The XL I don't have to squeeze into as much, however, the elastic at the bottom of the pant legs are too low to compress at all. They come down to about a bit of the top of my knees. I can pull them up higher by pulling the material on the legs up.

I am assuming that the legs should 'compress', and the bottom of the leg should be tight around the lower quads? 

The L fits like this, but I am like a sausage in casing, really tight around waist and crotch.


----------



## le duke (Oct 15, 2014)

At 5'9", you should be in a medium. 

Ride more, be less sausage-like.


----------



## stanseven (Nov 9, 2011)

This isn't a pretty picture


----------



## jbinbi (Jan 7, 2013)

I am about 12 lbs off my ideal wt. (not ideal bike wt) A medium is out of the question. Usually wear 34 jeans.

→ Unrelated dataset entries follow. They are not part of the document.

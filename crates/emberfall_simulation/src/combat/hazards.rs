//! Окружение: ловушки, лечебные pickups, меч, контактный урон врагов
//!
//! Все источники превращаются в DamageRequest/HealRequest: применяет их
//! общий pipeline урона, invincibility игрока работает как обычно.

use bevy::prelude::*;
use serde::{Deserialize, Serialize};

use super::hitbox::planar;
use super::timers::Cooldown;
use super::DamageModel;
use crate::components::{ContactDamage, Hostile};
use crate::events::{AudioCue, Contact, ContactPhase, DamageRequest, HealRequest, PresentationCue, PresentationSignal};
use crate::logger;
use crate::player::PlayerCombatant;

/// Режим ловушки
#[derive(Debug, Clone, Copy, PartialEq, Reflect, Serialize, Deserialize)]
pub enum TrapMode {
    /// Урон один раз при входе в контакт
    Instant,
    /// Урон каждые `interval` секунд, пока контакт длится
    Continuous { interval: f32 },
}

#[derive(Component, Debug, Clone, Reflect)]
#[reflect(Component)]
#[require(Transform)]
pub struct Trap {
    pub damage: f32,
    pub mode: TrapMode,
    /// Отбрасывать от позиции ловушки
    pub knockback: bool,
    interval: Cooldown,
}

impl Default for Trap {
    fn default() -> Self {
        Self::new(20.0, TrapMode::Instant, true)
    }
}

impl Trap {
    pub fn new(damage: f32, mode: TrapMode, knockback: bool) -> Self {
        let interval = match mode {
            TrapMode::Instant => 0.0,
            TrapMode::Continuous { interval } => interval,
        };

        Self {
            damage,
            mode,
            knockback,
            interval: Cooldown::ready(interval),
        }
    }

    pub fn continuous(damage: f32, interval: f32) -> Self {
        Self::new(damage, TrapMode::Continuous { interval }, true)
    }

    /// Должна ли ловушка ударить на этой фазе контакта.
    ///
    /// Continuous: вход в контакт только взводит интервал, первый удар
    /// через `interval` непрерывного контакта.
    pub fn on_contact(&mut self, phase: ContactPhase) -> bool {
        match (self.mode, phase) {
            (TrapMode::Instant, ContactPhase::Started) => true,
            (TrapMode::Instant, ContactPhase::Persisting) => false,
            (TrapMode::Continuous { .. }, ContactPhase::Started) => {
                self.interval.trigger();
                false
            }
            (TrapMode::Continuous { .. }, ContactPhase::Persisting) => {
                if self.interval.is_ready() {
                    self.interval.trigger();
                    true
                } else {
                    false
                }
            }
        }
    }

    pub fn tick(&mut self, delta: f32) {
        self.interval.tick(delta);
    }
}

/// Лечебный предмет: одноразовый, только если игрок ранен
#[derive(Component, Debug, Clone, Reflect)]
#[reflect(Component)]
pub struct HealingPickup {
    pub amount: f32,
    /// Деспавн после использования (иначе остаётся в мире, но уже пустой)
    pub consume_on_use: bool,
    pub used: bool,
}

impl Default for HealingPickup {
    fn default() -> Self {
        Self::new(25.0)
    }
}

impl HealingPickup {
    pub fn new(amount: f32) -> Self {
        Self {
            amount,
            consume_on_use: true,
            used: false,
        }
    }

    /// Забрать предмет. None: уже использован или лечить нечего (предмет остаётся)
    pub fn try_consume(&mut self, model: &DamageModel) -> Option<f32> {
        if self.used || model.is_dead || model.health >= model.max_health {
            return None;
        }
        self.used = true;
        Some(self.amount)
    }
}

/// Триггер меча: срабатывает один раз, открывает атаку игрока
#[derive(Component, Debug, Clone, Copy, Default, Reflect)]
#[reflect(Component)]
pub struct WeaponPickup {
    pub used: bool,
}

impl WeaponPickup {
    /// Выдать меч. false если триггер уже сработал
    pub fn try_grant(&mut self, player: &mut PlayerCombatant) -> bool {
        if self.used {
            return false;
        }
        self.used = true;
        player.has_weapon = true;
        true
    }
}

/// Система: countdown интервалов ловушек
pub fn tick_traps(time: Res<Time>, mut traps: Query<&mut Trap>) {
    let delta = time.delta_secs();
    for mut trap in traps.iter_mut() {
        trap.tick(delta);
    }
}

/// Система: Contact → DamageRequest / HealRequest / меч
///
/// Реагирует только игрок. Враг ранит при входе в контакт (ContactDamage или
/// дефолтный урон из PlayerTuning), мёртвый враг безопасен.
#[allow(clippy::too_many_arguments)]
pub fn resolve_contacts(
    mut commands: Commands,
    mut contacts: EventReader<Contact>,
    mut players: Query<(&mut PlayerCombatant, &DamageModel)>,
    mut traps: Query<(&mut Trap, &Transform)>,
    hostiles: Query<(&Transform, Option<&ContactDamage>, Option<&DamageModel>), With<Hostile>>,
    mut pickups: Query<&mut HealingPickup>,
    mut weapon_pickups: Query<&mut WeaponPickup>,
    mut damage_requests: EventWriter<DamageRequest>,
    mut heal_requests: EventWriter<HealRequest>,
    mut signals: EventWriter<PresentationSignal>,
) {
    for contact in contacts.read() {
        let Ok((mut player, model)) = players.get_mut(contact.entity) else {
            continue;
        };

        if let Ok((mut trap, transform)) = traps.get_mut(contact.other) {
            if trap.on_contact(contact.phase) {
                damage_requests.write(DamageRequest {
                    target: contact.entity,
                    attacker: Some(contact.other),
                    amount: trap.damage,
                    source_position: trap.knockback.then(|| planar(transform)),
                });
            }
            continue;
        }

        if let Ok((transform, contact_damage, hostile_model)) = hostiles.get(contact.other) {
            if contact.phase != ContactPhase::Started || hostile_model.is_some_and(|m| m.is_dead) {
                continue;
            }
            let amount = contact_damage.map_or(player.tuning.enemy_contact_damage, |c| c.amount);
            damage_requests.write(DamageRequest {
                target: contact.entity,
                attacker: Some(contact.other),
                amount,
                source_position: Some(planar(transform)),
            });
            if contact_damage.is_some_and(|c| c.despawn_on_touch) {
                commands.entity(contact.other).despawn();
            }
            continue;
        }

        if let Ok(mut weapon) = weapon_pickups.get_mut(contact.other) {
            if contact.phase == ContactPhase::Started && weapon.try_grant(&mut player) {
                logger::log_info(&format!("Player {:?} obtained the sword", contact.entity));
                for cue in [
                    PresentationCue::AnimationFlag("HasSword", true),
                    PresentationCue::Audio(AudioCue::WeaponObtained),
                    PresentationCue::ShowWeaponObtained,
                ] {
                    signals.write(PresentationSignal::new(contact.entity, cue));
                }
            }
            continue;
        }

        if let Ok(mut pickup) = pickups.get_mut(contact.other) {
            if contact.phase != ContactPhase::Started {
                continue;
            }
            if let Some(amount) = pickup.try_consume(model) {
                logger::log(&format!("Pickup {:?} consumed by {:?}", contact.other, contact.entity));
                heal_requests.write(HealRequest {
                    target: contact.entity,
                    amount,
                });
                if pickup.consume_on_use {
                    commands.entity(contact.other).despawn();
                }
            }
        }
    }
}

#[cfg(test)]
mod tests {
    use super::*;
    use crate::combat::DamageTuning;

    #[test]
    fn test_instant_trap_hits_on_enter_only() {
        let mut trap = Trap::new(20.0, TrapMode::Instant, true);
        assert!(trap.on_contact(ContactPhase::Started));
        assert!(!trap.on_contact(ContactPhase::Persisting));
        assert!(!trap.on_contact(ContactPhase::Persisting));
    }

    #[test]
    fn test_continuous_trap_waits_one_interval() {
        let mut trap = Trap::continuous(20.0, 0.5);

        assert!(!trap.on_contact(ContactPhase::Started));
        trap.tick(0.25);
        assert!(!trap.on_contact(ContactPhase::Persisting));
        trap.tick(0.25);
        assert!(trap.on_contact(ContactPhase::Persisting));
        assert!(!trap.on_contact(ContactPhase::Persisting));
    }

    #[test]
    fn test_pickup_only_when_hurt() {
        let mut pickup = HealingPickup::default();
        let mut model = DamageModel::new(DamageTuning::player());

        assert_eq!(pickup.try_consume(&model), None);
        assert!(!pickup.used, "full health keeps the pickup");

        model.health = 60.0;
        assert_eq!(pickup.try_consume(&model), Some(25.0));
        assert_eq!(pickup.try_consume(&model), None, "single use");
    }
}
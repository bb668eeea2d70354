//! Tests for damage systems.

use bevy::prelude::*;

use super::damage::{apply_damage_requests, apply_heal_requests};
use crate::boss::BossCombatant;
use crate::combat::{DamageDealt, DamageModel, DamageTuning, Dead, DeathCause, EntityDied, HealthChanged};
use crate::components::Velocity;
use crate::events::{AudioCue, DamageRequest, HealRequest, PresentationCue, PresentationSignal};
use crate::player::PlayerCombatant;

fn test_app() -> App {
    let mut app = App::new();
    app.add_event::<DamageRequest>()
        .add_event::<HealRequest>()
        .add_event::<DamageDealt>()
        .add_event::<EntityDied>()
        .add_event::<HealthChanged>()
        .add_event::<PresentationSignal>()
        .add_systems(Update, (apply_damage_requests, apply_heal_requests).chain());
    app
}

fn spawn_player(app: &mut App, x: f32) -> Entity {
    app.world_mut()
        .spawn((
            PlayerCombatant::default(),
            DamageModel::new(DamageTuning::player()),
            Transform::from_xyz(x, 0.0, 0.0),
        ))
        .id()
}

fn collect<E: Event + Clone>(app: &App) -> Vec<E> {
    app.world()
        .resource::<Events<E>>()
        .iter_current_update_events()
        .cloned()
        .collect()
}

fn hit(target: Entity, amount: f32, source_x: Option<f32>) -> DamageRequest {
    DamageRequest {
        target,
        attacker: None,
        amount,
        source_position: source_x.map(|x| Vec2::new(x, 0.0)),
    }
}

#[test]
fn test_knockback_sets_velocity_and_reports_damage() {
    let mut app = test_app();
    let player = spawn_player(&mut app, 5.0);

    app.world_mut().send_event(hit(player, 30.0, Some(2.0)));
    app.update();

    let model = app.world().get::<DamageModel>(player).expect("model");
    assert_eq!(model.health, 70.0);
    assert!(model.is_invincible());

    let velocity = app.world().get::<Velocity>(player).expect("velocity");
    assert_eq!(velocity.0, Vec2::new(8.0, 6.0));

    let dealt = collect::<DamageDealt>(&app);
    assert_eq!(dealt.len(), 1);
    assert_eq!(dealt[0].amount, 30.0);
    assert_eq!(dealt[0].health_after, 70.0);

    let health = collect::<HealthChanged>(&app);
    assert_eq!(health.last().map(|e| e.current), Some(70.0));
}

#[test]
fn test_requests_in_one_step_respect_invincibility() {
    let mut app = test_app();
    let player = spawn_player(&mut app, 0.0);

    app.world_mut().send_event(hit(player, 10.0, None));
    app.world_mut().send_event(hit(player, 10.0, None));
    app.world_mut().send_event(hit(player, 10.0, None));
    app.update();

    assert_eq!(app.world().get::<DamageModel>(player).map(|m| m.health), Some(90.0));
    assert_eq!(collect::<DamageDealt>(&app).len(), 1);
}

#[test]
fn test_lethal_damage_marks_dead_and_locks_player() {
    let mut app = test_app();
    let player = spawn_player(&mut app, 0.0);
    let attacker = app.world_mut().spawn_empty().id();

    app.world_mut().send_event(DamageRequest {
        target: player,
        attacker: Some(attacker),
        amount: 150.0,
        source_position: Some(Vec2::new(-1.0, 0.0)),
    });
    app.update();

    assert!(app.world().get::<Dead>(player).is_some());
    assert_eq!(app.world().get::<Velocity>(player).map(|v| v.0), Some(Vec2::ZERO));
    assert!(app.world().get::<PlayerCombatant>(player).is_some_and(|p| p.input_locked));

    let died = collect::<EntityDied>(&app);
    assert_eq!(died.len(), 1);
    assert_eq!(died[0].killer, Some(attacker));
    assert_eq!(died[0].cause, DeathCause::Damage);
}

#[test]
fn test_boss_takes_every_hit() {
    let mut app = test_app();
    let boss = app
        .world_mut()
        .spawn((BossCombatant::default(), DamageModel::new(DamageTuning::boss())))
        .id();

    for _ in 0..3 {
        app.world_mut().send_event(hit(boss, 30.0, Some(0.0)));
    }
    app.update();

    let model = app.world().get::<DamageModel>(boss).expect("model");
    assert_eq!(model.health, 910.0);
    assert_eq!(collect::<DamageDealt>(&app).len(), 3);
    // У босса нет knockback
    assert_eq!(app.world().get::<Velocity>(boss).map(|v| v.0), Some(Vec2::ZERO));
}

#[test]
fn test_heal_emits_cue_only_on_gain() {
    let mut app = test_app();
    let player = spawn_player(&mut app, 0.0);

    app.world_mut().send_event(HealRequest {
        target: player,
        amount: 25.0,
    });
    app.update();
    assert!(collect::<PresentationSignal>(&app).is_empty());

    app.world_mut().get_mut::<DamageModel>(player).expect("model").health = 50.0;
    app.world_mut().send_event(HealRequest {
        target: player,
        amount: 25.0,
    });
    app.update();

    assert_eq!(app.world().get::<DamageModel>(player).map(|m| m.health), Some(75.0));
    let signals = collect::<PresentationSignal>(&app);
    assert_eq!(
        signals,
        vec![PresentationSignal::new(player, PresentationCue::Audio(AudioCue::Heal))]
    );
}

#[test]
fn test_unknown_target_is_ignored() {
    let mut app = test_app();
    let stray = app.world_mut().spawn_empty().id();

    app.world_mut().send_event(hit(stray, 10.0, None));
    app.update();

    assert!(collect::<DamageDealt>(&app).is_empty());
}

le duke, i asked for how bike pants should fit, not for what you think i should look like...


----------



## MMsRepBike (Apr 1, 2014)

Sounds like the L is the correct fit and you should just choose bibs that fit you well. The amount of crotch compression depends on what kind of bibs they are, some are just designed better than others. They vary quite a bit as well, you should try out lots of kinds. Maybe try the Assos Equipe S7 in large. Your height is medium but you're clearly the thicker type so Large is better I bet, just won't really tug on your shoulders.


----------



## mikiek (Aug 18, 2014)

jbinbi said:


> at 5.9 , 180 , i am between a L and XL for most shorts and bibs.
> 
> The XL I don't have to squeeze into as much, however, the elastic at the bottom of the pant legs are too low to compress at all. They come down to about a bit of the top of my knees. I can pull them up higher by pulling the material on the legs up.
> 
> ...


On most bibs (probably shorts too) the bigger the size the bigger the chamois. I'm 5'8" but around 215 so I end up buying XXL. The bib fits OK but often times the chamois is too big and it doesn't come up snug against my butt. I end up with more material than I need between my legs. I'm going for XL the next time I buy some. That said, different manufacturers sizes can be very different. The LG bib I have is XXL but it fits much more snug than others.


----------



## cooskull (Nov 30, 2013)

IME it totally depends on the shorts/bibs. Some models are intentionally designed with very high leg compression while others are more of a relaxed fit. In any case how much leg compression you should aim for is purely personal preference.


----------



## MMsRepBike (Apr 1, 2014)

Assos S5 Mille would actually be better for you than the equipe. Not sure what I was thinking.


----------